Ernald Lane (3 March 1836 - 16 January 1913) was an Anglican priest in the late 19th century and the early part of the 20th.

He was born the son of John Newton Lane of King's Bromley, Staffordshire and educated at Balliol College, Oxford. Through his father, he was a descendant of the Lane family of Bentley, West Midlands, one of whom was Jane Lane, Lady Fisher, a heroine of the English Civil War.

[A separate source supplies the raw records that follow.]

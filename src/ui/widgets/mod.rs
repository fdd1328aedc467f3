//! UI Widgets

pub mod cmdline;
pub mod disk_panel;
pub mod header;
pub mod help_overlay;
pub mod stats_table;

pub use cmdline::Cmdline;
pub use disk_panel::DiskPanelWidget;
pub use header::Header;
pub use help_overlay::HelpOverlay;
pub use stats_table::StatsTable;

use unicode_width::UnicodeWidthChar;

/// Pad or cut `value` to exactly `width` terminal cells.
pub(crate) fn fit(value: &str, width: usize) -> String {
    let mut out = String::with_capacity(width);
    let mut used = 0;
    for c in value.chars() {
        let w = c.width().unwrap_or(0);
        if used + w > width {
            break;
        }
        out.push(c);
        used += w;
    }
    out.extend(std::iter::repeat(' ').take(width - used));
    out
}

#[cfg(test)]
mod tests {
    use super::*;

    #[test]
    fn fit_pads_and_truncates() {
        assert_eq!(fit("abc", 5), "abc  ");
        assert_eq!(fit("abcdef", 3), "abc");
        assert_eq!(fit("日本語", 5), "日本 ");
    }
}
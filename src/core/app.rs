//! Render/input task: owns the terminal, consumes frames, handles keys

use anyhow::Result;
use ratatui::{backend::CrosstermBackend, Terminal};
use std::io::Stdout;
use std::time::Instant;
use tokio_util::sync::CancellationToken;

use crate::core::collector::FrameReceiver;
use crate::core::events::{Event, EventHandler, EventResult};
use crate::core::state::{AppState, MessageLevel};
use crate::ui::renderer::Renderer;

pub struct App {
    terminal: Terminal<CrosstermBackend<Stdout>>,
    state: AppState,
    token: CancellationToken,
}

impl App {
    pub fn new(state: AppState, token: CancellationToken) -> Result<Self> {
        let backend = CrosstermBackend::new(std::io::stdout());
        let terminal = Terminal::new(backend)?;

        Ok(Self {
            terminal,
            state,
            token,
        })
    }

    /// Run until the user quits. Cancels the collector and restores the
    /// terminal however the run ends.
    pub async fn run(&mut self, mut frames: FrameReceiver) -> Result<()> {
        let result = self.drive(&mut frames).await;
        finish(result, &self.token, restore_terminal)
    }

    async fn drive(&mut self, frames: &mut FrameReceiver) -> Result<()> {
        setup_terminal()?;

        let (mut event_handler, event_tx) = EventHandler::new();
        EventHandler::spawn_sources(event_tx);

        self.render()?;
        self.event_loop(&mut event_handler, frames).await
    }

    async fn event_loop(
        &mut self,
        event_handler: &mut EventHandler,
        frames: &mut FrameReceiver,
    ) -> Result<()> {
        let mut collector_alive = true;

        loop {
            tokio::select! {
                event = event_handler.next() => {
                    let Some(event) = event else {
                        break;
                    };
                    if self.handle_event(event)? == EventResult::Quit {
                        break;
                    }
                }
                changed = frames.changed(), if collector_alive => {
                    match changed {
                        Ok(()) => {
                            let frame = frames.borrow_and_update().clone();
                            if let Some(frame) = frame {
                                self.state.apply_frame(frame);
                            }
                        }
                        Err(_) => {
                            // Sender dropped: the collector has exited.
                            collector_alive = false;
                            tracing::warn!("collector exited before the UI");
                            self.state
                                .notify("Statistics collection stopped", MessageLevel::Error);
                        }
                    }
                    self.render()?;
                }
            }
        }
        Ok(())
    }

    fn handle_event(&mut self, event: Event) -> Result<EventResult> {
        let result = match event {
            Event::Key(key) => self.state.handle_key(key),
            Event::Resize(_, _) => EventResult::Continue,
            Event::Tick => {
                self.state.remove_expired_message(Instant::now());
                EventResult::Continue
            }
        };
        if result == EventResult::Continue {
            self.render()?;
        }
        Ok(result)
    }

    fn render(&mut self) -> Result<()> {
        let state = &self.state;
        self.terminal.draw(|frame| {
            Renderer::render(frame, state);
        })?;
        Ok(())
    }
}

fn setup_terminal() -> Result<()> {
    crossterm::terminal::enable_raw_mode()?;
    crossterm::execute!(
        std::io::stdout(),
        crossterm::terminal::EnterAlternateScreen,
        crossterm::cursor::Hide,
    )?;
    Ok(())
}

fn restore_terminal() -> Result<()> {
    crossterm::terminal::disable_raw_mode()?;
    crossterm::execute!(
        std::io::stdout(),
        crossterm::terminal::LeaveAlternateScreen,
        crossterm::cursor::Show,
    )?;
    Ok(())
}

/// Stop the collector and restore the terminal after a run. The run's own
/// error is reported ahead of a restore error.
fn finish(
    result: Result<()>,
    token: &CancellationToken,
    restore: impl FnOnce() -> Result<()>,
) -> Result<()> {
    token.cancel();
    let restored = restore();
    result.and(restored)
}

#[cfg(test)]
mod tests {
    use super::*;
    use std::cell::Cell;

    #[test]
    fn failed_run_still_restores_and_cancels() {
        let token = CancellationToken::new();
        let restored = Cell::new(false);

        let result = finish(Err(anyhow::anyhow!("draw failed")), &token, || {
            restored.set(true);
            Ok(())
        });

        assert_eq!(result.unwrap_err().to_string(), "draw failed");
        assert!(restored.get());
        assert!(token.is_cancelled());
    }

    #[test]
    fn restore_error_surfaces_after_clean_run() {
        let token = CancellationToken::new();
        let result = finish(Ok(()), &token, || Err(anyhow::anyhow!("tty gone")));
        assert_eq!(result.unwrap_err().to_string(), "tty gone");
        assert!(token.is_cancelled());
    }
}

A fine rower who represented Oxford in the 1858 Boat Race he was ordained in 1862 and was a curate at Baldersby, Rector of Leigh, Staffordshire and then a prebendary of Lichfield Cathedral until 1888 when he became Archdeacon of Stoke.

A noted scholar, he was the Dean of Rochester from 1904 until 1913, where there is a memorial to him.

He married in 1879 Evelyn, the daughter of J. W. Philips of Heybridge, Staffordshire.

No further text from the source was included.